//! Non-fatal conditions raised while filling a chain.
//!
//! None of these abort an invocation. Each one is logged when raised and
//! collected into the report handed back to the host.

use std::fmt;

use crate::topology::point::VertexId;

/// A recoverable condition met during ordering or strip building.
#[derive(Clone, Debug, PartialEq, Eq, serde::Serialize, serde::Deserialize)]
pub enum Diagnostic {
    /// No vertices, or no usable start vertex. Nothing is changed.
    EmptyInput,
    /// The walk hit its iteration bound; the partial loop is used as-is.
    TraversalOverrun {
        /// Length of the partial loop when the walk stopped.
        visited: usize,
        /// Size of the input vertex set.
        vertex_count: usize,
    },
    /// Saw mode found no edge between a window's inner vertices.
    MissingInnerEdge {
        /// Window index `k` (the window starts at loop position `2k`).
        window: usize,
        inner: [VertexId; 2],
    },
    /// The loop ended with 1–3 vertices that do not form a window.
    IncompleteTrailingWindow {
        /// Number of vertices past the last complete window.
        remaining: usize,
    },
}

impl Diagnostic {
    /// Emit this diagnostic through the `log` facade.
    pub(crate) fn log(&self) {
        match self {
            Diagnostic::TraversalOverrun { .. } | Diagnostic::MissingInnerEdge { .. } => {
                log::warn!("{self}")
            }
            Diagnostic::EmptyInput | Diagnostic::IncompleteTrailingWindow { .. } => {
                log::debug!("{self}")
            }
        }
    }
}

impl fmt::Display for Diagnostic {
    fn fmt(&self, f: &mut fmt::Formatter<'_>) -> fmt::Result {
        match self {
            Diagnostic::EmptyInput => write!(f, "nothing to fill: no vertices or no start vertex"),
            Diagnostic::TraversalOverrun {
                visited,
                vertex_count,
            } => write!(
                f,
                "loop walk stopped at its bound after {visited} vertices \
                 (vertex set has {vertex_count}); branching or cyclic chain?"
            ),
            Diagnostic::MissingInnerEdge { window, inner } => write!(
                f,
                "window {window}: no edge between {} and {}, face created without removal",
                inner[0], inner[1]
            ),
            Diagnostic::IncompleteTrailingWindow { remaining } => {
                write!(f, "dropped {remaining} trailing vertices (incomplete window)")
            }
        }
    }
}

☆ ☆ ☆ ☆

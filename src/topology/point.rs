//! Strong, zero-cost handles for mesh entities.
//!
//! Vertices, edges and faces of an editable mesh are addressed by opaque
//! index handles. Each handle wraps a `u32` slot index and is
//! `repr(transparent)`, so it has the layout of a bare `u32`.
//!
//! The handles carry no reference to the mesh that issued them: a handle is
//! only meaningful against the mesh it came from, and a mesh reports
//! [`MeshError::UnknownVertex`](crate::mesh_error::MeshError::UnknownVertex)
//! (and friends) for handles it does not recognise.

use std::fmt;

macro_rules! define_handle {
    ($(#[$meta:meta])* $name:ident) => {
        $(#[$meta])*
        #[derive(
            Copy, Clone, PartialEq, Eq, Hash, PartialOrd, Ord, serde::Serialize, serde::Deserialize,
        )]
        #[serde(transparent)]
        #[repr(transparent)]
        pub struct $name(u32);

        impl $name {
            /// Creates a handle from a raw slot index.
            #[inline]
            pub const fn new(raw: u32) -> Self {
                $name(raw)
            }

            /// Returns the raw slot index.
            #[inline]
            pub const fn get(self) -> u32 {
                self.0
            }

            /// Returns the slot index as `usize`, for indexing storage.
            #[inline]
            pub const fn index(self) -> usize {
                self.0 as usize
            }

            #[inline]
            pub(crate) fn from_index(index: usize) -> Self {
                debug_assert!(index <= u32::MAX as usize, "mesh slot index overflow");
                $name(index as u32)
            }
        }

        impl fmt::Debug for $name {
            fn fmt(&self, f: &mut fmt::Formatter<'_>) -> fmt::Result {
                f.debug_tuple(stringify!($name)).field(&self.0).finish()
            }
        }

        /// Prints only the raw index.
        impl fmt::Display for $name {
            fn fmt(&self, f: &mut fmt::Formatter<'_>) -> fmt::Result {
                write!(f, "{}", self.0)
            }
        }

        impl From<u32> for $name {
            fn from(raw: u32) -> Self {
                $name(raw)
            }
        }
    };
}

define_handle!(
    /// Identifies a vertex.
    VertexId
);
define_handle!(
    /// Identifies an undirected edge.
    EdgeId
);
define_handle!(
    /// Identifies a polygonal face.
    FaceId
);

☆ ☆ ☆ ☆

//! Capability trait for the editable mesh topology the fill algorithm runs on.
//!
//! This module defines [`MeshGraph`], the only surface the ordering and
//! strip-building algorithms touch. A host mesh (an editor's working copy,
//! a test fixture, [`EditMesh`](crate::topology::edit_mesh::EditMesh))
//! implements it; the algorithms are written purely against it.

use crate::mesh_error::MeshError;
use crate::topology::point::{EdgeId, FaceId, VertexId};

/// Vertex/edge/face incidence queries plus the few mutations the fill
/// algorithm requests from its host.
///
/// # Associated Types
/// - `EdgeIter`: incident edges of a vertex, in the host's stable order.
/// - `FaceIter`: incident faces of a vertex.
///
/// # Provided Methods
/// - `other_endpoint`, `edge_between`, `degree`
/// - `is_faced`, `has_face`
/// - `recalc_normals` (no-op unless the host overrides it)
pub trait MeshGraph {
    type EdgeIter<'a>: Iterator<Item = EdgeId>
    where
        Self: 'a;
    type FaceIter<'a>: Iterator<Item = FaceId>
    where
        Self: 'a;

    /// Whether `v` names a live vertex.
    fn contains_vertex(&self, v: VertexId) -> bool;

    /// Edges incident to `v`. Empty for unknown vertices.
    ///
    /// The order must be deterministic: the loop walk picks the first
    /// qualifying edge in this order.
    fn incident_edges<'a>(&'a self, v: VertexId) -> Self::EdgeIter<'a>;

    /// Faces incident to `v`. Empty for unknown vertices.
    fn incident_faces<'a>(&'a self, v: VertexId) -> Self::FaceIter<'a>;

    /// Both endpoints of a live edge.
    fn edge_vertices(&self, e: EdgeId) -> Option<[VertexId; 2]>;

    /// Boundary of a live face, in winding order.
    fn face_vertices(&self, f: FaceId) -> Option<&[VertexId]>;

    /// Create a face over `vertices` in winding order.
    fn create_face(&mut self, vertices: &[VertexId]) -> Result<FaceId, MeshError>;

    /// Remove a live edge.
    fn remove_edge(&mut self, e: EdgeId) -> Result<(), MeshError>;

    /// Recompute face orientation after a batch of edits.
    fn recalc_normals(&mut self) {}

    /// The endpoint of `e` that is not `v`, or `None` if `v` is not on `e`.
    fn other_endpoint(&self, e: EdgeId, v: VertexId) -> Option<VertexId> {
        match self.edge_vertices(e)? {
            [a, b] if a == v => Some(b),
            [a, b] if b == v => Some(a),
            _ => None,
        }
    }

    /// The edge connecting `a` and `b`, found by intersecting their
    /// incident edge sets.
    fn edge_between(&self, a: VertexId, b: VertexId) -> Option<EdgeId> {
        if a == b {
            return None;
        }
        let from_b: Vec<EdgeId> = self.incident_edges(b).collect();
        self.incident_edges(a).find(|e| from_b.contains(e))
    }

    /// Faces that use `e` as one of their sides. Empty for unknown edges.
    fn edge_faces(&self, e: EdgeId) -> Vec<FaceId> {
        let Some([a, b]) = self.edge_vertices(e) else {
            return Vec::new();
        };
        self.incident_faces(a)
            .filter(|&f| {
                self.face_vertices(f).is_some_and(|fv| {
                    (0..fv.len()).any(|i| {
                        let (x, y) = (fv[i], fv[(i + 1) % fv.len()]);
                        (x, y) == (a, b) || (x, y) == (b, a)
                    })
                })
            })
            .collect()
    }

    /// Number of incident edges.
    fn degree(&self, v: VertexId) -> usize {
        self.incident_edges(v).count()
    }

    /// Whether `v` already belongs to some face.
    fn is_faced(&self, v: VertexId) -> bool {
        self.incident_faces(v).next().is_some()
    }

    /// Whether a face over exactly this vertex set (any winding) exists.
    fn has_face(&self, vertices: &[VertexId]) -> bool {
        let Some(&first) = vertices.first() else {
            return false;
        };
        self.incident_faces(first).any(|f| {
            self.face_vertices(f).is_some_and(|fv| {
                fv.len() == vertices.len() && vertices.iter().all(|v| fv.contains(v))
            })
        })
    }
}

☆ ☆ ☆ ☆

_Problem to solve_. Scan the listing above for the word "MeshGraph" and show each line where it is found.

_Response_.
//! This module defines [`MeshGraph`], the only surface the ordering and
pub trait MeshGraph {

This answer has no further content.